Women light candles during a vigil in memory of women murdered on the eve of the International Day of No Violence Against Women at Constitution Square in Guatemala City on 24th November 2025.
Photo credit: Johan Ordonez/AFP via Getty Images
International Day for the Elimination of Violence against Women
Building trust and community response to violence against women
Across the world, progress has been made in addressing violence against women. Closer home, many African countries have passed strong laws, and the African Union’s Maputo Protocol stands as a continental commitment to uphold women’s rights. However, even with these frameworks, the daily experiences of many women show that laws alone cannot prevent harm. The challenge lies not only in the existence of rules but in how deeply they connect with the realities of people’s lives.
From a community perspective, the roots of violence and silence are often intertwined with social expectations, family structures, and cultural understandings of gender. In many African societies, the family or clan remains the first place people turn to when problems arise. This local approach can be a source of strength, helping to preserve harmony and mutual respect. However, when cases of violence are handled quietly at home or settled through compensation, survivors may feel unseen or unsupported.
The solution is not to reject these systems outright, but to find ways to build thoughtful connections between traditional and formal justice, recognising both their strengths and their limits. In many African communities, traditional leaders, such as elders, chiefs, and religious figures, remain trusted voices who help mediate conflict and preserve social harmony. Their authority empowers them to promote fairness and protection. Yet, it can also reflect deeply rooted cultural norms that sometimes make it difficult for survivors, especially women and children, to speak openly. Formal justice systems, on the other hand, play a vital role in upholding rights and ensuring accountability, but they too face challenges of access, trust, and resources.
Actual progress comes when dialogue exists between these two approaches, where traditional leaders are supported to understand legal protections, and formal actors engage communities with respect for local realities. In this way, justice can reflect both the rule of law and the lived experiences of the people it seeks to serve.

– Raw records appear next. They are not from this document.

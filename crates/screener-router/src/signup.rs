//! The four-step signup wizard.
//!
//! Each step holds one field and one constraint. `next` only advances
//! when the current constraint holds; finishing the last step hands back
//! the collected details and resets the form. Nothing is sent anywhere:
//! account creation happens out of band.

use std::fmt;
use std::fmt::Write;

use crate::RouterError;

const MIN_USERNAME_CHARS: usize = 6;
const MIN_PASSWORD_CHARS: usize = 6;

/// A step of the wizard, in order.
#[derive(Debug, Clone, Copy, PartialEq, Eq, Hash)]
pub enum SignupStep {
    Username,
    Email,
    Password,
    ConfirmPassword,
}

impl SignupStep {
    pub const ALL: [SignupStep; 4] = [
        SignupStep::Username,
        SignupStep::Email,
        SignupStep::Password,
        SignupStep::ConfirmPassword,
    ];

    pub fn index(self) -> usize {
        self as usize
    }

    pub fn label(self) -> &'static str {
        match self {
            Self::Username => "Username",
            Self::Email => "Email",
            Self::Password => "Password",
            Self::ConfirmPassword => "Confirm Password",
        }
    }

    pub fn placeholder(self) -> &'static str {
        match self {
            Self::Username => "randomuser001",
            Self::Email => "johndoe@gmail.com",
            Self::Password | Self::ConfirmPassword => "password123",
        }
    }

    /// Shown when the step's constraint doesn't hold.
    pub fn error_message(self) -> &'static str {
        match self {
            Self::Username => "username is too short (6 characters)",
            Self::Email => "Email is invalid",
            Self::Password => "Password is too short (6 characters)",
            Self::ConfirmPassword => "Passwords don't match",
        }
    }

    pub fn is_last(self) -> bool {
        self == Self::ConfirmPassword
    }

    fn next(self) -> Option<Self> {
        Self::ALL.get(self.index() + 1).copied()
    }

    fn previous(self) -> Option<Self> {
        self.index().checked_sub(1).and_then(|i| Self::ALL.get(i).copied())
    }

    fn is_secret(self) -> bool {
        matches!(self, Self::Password | Self::ConfirmPassword)
    }
}

impl fmt::Display for SignupStep {
    fn fmt(&self, f: &mut fmt::Formatter<'_>) -> fmt::Result {
        f.write_str(self.label())
    }
}

/// What the user signed up with.
#[derive(Clone, PartialEq, Eq)]
pub struct SignupDetails {
    pub username: String,
    pub email: String,
    pub password: String,
}

impl fmt::Debug for SignupDetails {
    fn fmt(&self, f: &mut fmt::Formatter<'_>) -> fmt::Result {
        f.debug_struct("SignupDetails")
            .field("username", &self.username)
            .field("email", &self.email)
            .field("password", &"<redacted>")
            .finish()
    }
}

/// Result of a successful [`SignupForm::next`].
#[derive(Debug, Clone, PartialEq, Eq)]
pub enum SignupProgress {
    /// Moved on to this step.
    Advanced(SignupStep),
    /// The last step was confirmed. The form has been reset.
    Complete(SignupDetails),
}

/// Wizard state: current step, the four fields, and the error flag.
#[derive(Debug, Clone, PartialEq, Eq)]
pub struct SignupForm {
    step: SignupStep,
    username: String,
    email: String,
    password: String,
    confirm_password: String,
    show_error: bool,
}

impl Default for SignupForm {
    fn default() -> Self {
        Self {
            step: SignupStep::Username,
            username: String::new(),
            email: String::new(),
            password: String::new(),
            confirm_password: String::new(),
            show_error: false,
        }
    }
}

impl SignupForm {
    pub fn new() -> Self {
        Self::default()
    }

    pub fn step(&self) -> SignupStep {
        self.step
    }

    /// Sets the current step's field. Input is trimmed.
    pub fn set_value(&mut self, value: &str) {
        let value = value.trim().to_string();
        match self.step {
            SignupStep::Username => self.username = value,
            SignupStep::Email => self.email = value,
            SignupStep::Password => self.password = value,
            SignupStep::ConfirmPassword => self.confirm_password = value,
        }
        self.show_error = false;
    }

    pub fn value(&self, step: SignupStep) -> &str {
        match step {
            SignupStep::Username => &self.username,
            SignupStep::Email => &self.email,
            SignupStep::Password => &self.password,
            SignupStep::ConfirmPassword => &self.confirm_password,
        }
    }

    /// Whether the current step's constraint holds.
    pub fn is_step_valid(&self) -> bool {
        match self.step {
            SignupStep::Username => self.username.trim().chars().count() >= MIN_USERNAME_CHARS,
            SignupStep::Email => self.email.trim().contains('@'),
            SignupStep::Password => self.password.chars().count() >= MIN_PASSWORD_CHARS,
            SignupStep::ConfirmPassword => self.confirm_password == self.password,
        }
    }

    /// Advance past the current step.
    ///
    /// # Errors
    /// [`RouterError::InvalidSignupField`] if the current constraint
    /// fails; the step stays put and the error is shown on next render.
    pub fn next(&mut self) -> Result<SignupProgress, RouterError> {
        if !self.is_step_valid() {
            self.show_error = true;
            return Err(RouterError::InvalidSignupField {
                step: self.step,
                message: self.step.error_message(),
            });
        }

        self.show_error = false;
        match self.step.next() {
            Some(step) => {
                self.step = step;
                Ok(SignupProgress::Advanced(step))
            }
            None => {
                let details = SignupDetails {
                    username: std::mem::take(&mut self.username),
                    email: std::mem::take(&mut self.email),
                    password: std::mem::take(&mut self.password),
                };
                tracing::debug!(username = %details.username, "signup form completed");
                self.reset();
                Ok(SignupProgress::Complete(details))
            }
        }
    }

    /// Go back one step. No-op on the first step.
    pub fn back(&mut self) {
        if let Some(step) = self.step.previous() {
            self.step = step;
        }
        self.show_error = false;
    }

    /// The current step's error, if the last `next` failed.
    pub fn error_message(&self) -> Option<&'static str> {
        self.show_error.then(|| self.step.error_message())
    }

    pub fn reset(&mut self) {
        *self = Self::default();
    }

    /// Progress bar, the current field, and any error.
    pub fn render(&self) -> String {
        let mut out = String::from("Sign Up\n");
        let bar: Vec<String> = SignupStep::ALL
            .iter()
            .map(|step| {
                let mark = if step.index() <= self.step.index() { 'x' } else { ' ' };
                format!("[{mark}] {step}")
            })
            .collect();
        let _ = writeln!(out, "{}", bar.join("  "));

        let value = self.value(self.step);
        let shown = if self.step.is_secret() {
            "*".repeat(value.chars().count())
        } else {
            value.to_string()
        };
        let _ = write!(
            out,
            "{} ({}): {}\n[{}]",
            self.step.label(),
            self.step.placeholder(),
            shown,
            if self.step.is_last() { "Done" } else { "Next" },
        );
        if let Some(message) = self.error_message() {
            let _ = write!(out, "\nError! {message}");
        }
        out
    }
}
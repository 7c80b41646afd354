//! Transport abstraction layer for the screener client.
//!
//! Provides the [`HttpTransport`] trait the API client is written against,
//! so tests and alternative HTTP stacks can stand in for the real one.
//!
//! # Feature Flags
//!
//! - `reqwest` (default): HTTP transport via `reqwest` with rustls

#![allow(async_fn_in_trait)]

mod error;
#[cfg(feature = "reqwest")]
mod http;

pub use error::TransportError;
#[cfg(feature = "reqwest")]
pub use http::{ReqwestTransport, TransportConfig};

use std::fmt;
use std::future::Future;

/// Opaque identifier for one request, used to correlate log lines.
#[derive(Debug, Clone, Copy, PartialEq, Eq, Hash)]
pub struct RequestId(u64);

impl RequestId {
    /// Creates a new `RequestId` from a raw `u64`.
    pub fn new(id: u64) -> Self {
        Self(id)
    }

    /// Returns the underlying `u64` value.
    pub fn into_inner(self) -> u64 {
        self.0
    }
}

impl fmt::Display for RequestId {
    fn fmt(&self, f: &mut fmt::Formatter<'_>) -> fmt::Result {
        write!(f, "req-{}", self.0)
    }
}

/// Status and raw body of a completed HTTP exchange.
#[derive(Debug, Clone, PartialEq, Eq)]
pub struct HttpResponse {
    pub status: u16,
    pub body: Vec<u8>,
}

impl HttpResponse {
    pub fn new(status: u16, body: impl Into<Vec<u8>>) -> Self {
        Self {
            status,
            body: body.into(),
        }
    }

    /// The API contract only treats `200` as success; `201`, `204` and
    /// friends are not expected from any endpoint the client calls.
    pub fn is_ok(&self) -> bool {
        self.status == 200
    }
}

/// Sends requests to the API server.
///
/// Paths are relative to a base URL the implementation owns
/// (e.g. `/api/token/`). `bearer` attaches `Authorization: Bearer <token>`.
pub trait HttpTransport: Send + Sync + 'static {
    /// `POST`s a JSON body.
    fn post_json(
        &self,
        path: &str,
        body: Vec<u8>,
        bearer: Option<&str>,
    ) -> impl Future<Output = Result<HttpResponse, TransportError>> + Send;

    /// Issues a `GET`.
    fn get(
        &self,
        path: &str,
        bearer: Option<&str>,
    ) -> impl Future<Output = Result<HttpResponse, TransportError>> + Send;
}
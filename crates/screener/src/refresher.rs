//! Background token refresh.

use std::sync::Arc;
use std::time::Duration;

use screener_refresh::{RefreshMetrics, RefreshOutcome, RefreshScheduler};
use screener_session::{unix_now, Claims, SessionState, Storage};
use screener_transport::HttpTransport;
use tokio::sync::{oneshot, Mutex, Notify};
use tokio::task::JoinHandle;

use crate::app::AppSession;

/// How long before `exp` a refresh is forced, whatever the interval.
const EXPIRY_LEAD: Duration = Duration::from_secs(30);

/// Floor between two refreshes, so a token that is already expired or
/// about to expire does not spin the loop.
const MIN_REFRESH_GAP: Duration = Duration::from_secs(5);

/// Handle to a running refresh loop.
pub struct RefreshTask {
    shutdown: oneshot::Sender<()>,
    handle: JoinHandle<RefreshMetrics>,
}

impl RefreshTask {
    pub(crate) fn new(shutdown: oneshot::Sender<()>, handle: JoinHandle<RefreshMetrics>) -> Self {
        Self { shutdown, handle }
    }

    /// Stops the loop and returns what it did.
    pub async fn stop(self) -> RefreshMetrics {
        let _ = self.shutdown.send(());
        match self.handle.await {
            Ok(metrics) => metrics,
            Err(e) => {
                tracing::warn!(error = %e, "refresh task ended abnormally");
                RefreshMetrics::default()
            }
        }
    }

    pub fn is_finished(&self) -> bool {
        self.handle.is_finished()
    }
}

pub(crate) async fn run_refresh_loop<S, T>(
    session: Arc<Mutex<AppSession<S, T>>>,
    mut scheduler: RefreshScheduler,
    session_changed: Arc<Notify>,
    mut shutdown: oneshot::Receiver<()>,
) -> RefreshMetrics
where
    S: Storage,
    T: HttpTransport,
{
    tracing::debug!(interval = ?scheduler.interval(), "refresh loop started");
    schedule_before_expiry(&mut scheduler, session.lock().await.user(), unix_now());

    loop {
        tokio::select! {
            _ = &mut shutdown => break,
            _ = session_changed.notified() => {
                schedule_before_expiry(&mut scheduler, session.lock().await.user(), unix_now());
            }
            tick = scheduler.wait_for_refresh() => {
                let mut ctx = session.lock().await;
                let outcome = if ctx.state() != SessionState::Authenticated {
                    RefreshOutcome::Skipped
                } else {
                    match ctx.refresh_tokens().await {
                        Ok(()) => RefreshOutcome::Refreshed,
                        Err(e) => {
                            tracing::debug!(attempt = tick.attempt, error = %e, "scheduled refresh failed");
                            RefreshOutcome::Failed
                        }
                    }
                };
                schedule_before_expiry(&mut scheduler, ctx.user(), unix_now());
                drop(ctx);
                scheduler.record_result(outcome);
            }
        }
    }
    tracing::debug!("refresh loop stopped");
    scheduler.metrics().clone()
}

/// Pulls the next tick in to `EXPIRY_LEAD` before the access token's
/// `exp`, never sooner than `MIN_REFRESH_GAP` from now. No-op without a
/// user or without `exp`.
fn schedule_before_expiry(scheduler: &mut RefreshScheduler, user: Option<&Claims>, now: u64) {
    let Some(user) = user.filter(|u| u.exp.is_some()) else {
        return;
    };
    let left = user.expires_in(now).unwrap_or(Duration::ZERO);
    scheduler.refresh_within(left.saturating_sub(EXPIRY_LEAD).max(MIN_REFRESH_GAP));
}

The institutions charged with enforcing the law often face limited resources and competing priorities. Police stations may lack trained officers, court systems may be overwhelmed, and social services may be concentrated in urban areas far from where many women live. Strengthening these systems requires not just funding but also partnerships among government, local leaders, civil society, and communities working in tandem. A justice system rooted in collaboration is more likely to earn public trust and reach those most in need.
Socially and culturally, addressing violence means engaging both women and men in open dialogue. Communities across Africa already hold deep values of respect, care, and interdependence, principles that can guide collective action against abuse. When discussions about safety and dignity are framed around shared values rather than blame, change feels less imposed and more homegrown. In this sense, cultural renewal becomes a form of prevention, turning the same social bonds that sometimes shield abusers into tools that protect the vulnerable.
Although international frameworks such as the Maputo Protocol and the Sustainable Development Goals provide important direction, they are most effective when translated into local realities. Development actors can play a valuable role, not as outside experts dictating solutions, but as partners helping communities document, learn, and adapt. Supporting community-led education, survivor networks, and male engagement initiatives helps shift mindsets while respecting local knowledge.
It is also important to recognise that women are not only survivors of violence but also agents of transformation. Across the continent, women’s groups, youth movements, and traditional institutions are redefining justice from within their own cultures. They are proving that progress does not always come from new laws or external programmes, but from ordinary people finding new meaning in old traditions.
The journey to end violence against women in Africa is not about choosing between modernity and tradition, or between law and culture. It is about weaving these strands together, grounding policy in women’s lived experiences, and rooting community action in shared human values. When this balance is achieved, the law gains legitimacy, trust replaces fear, and justice becomes not an institution but a lived reality.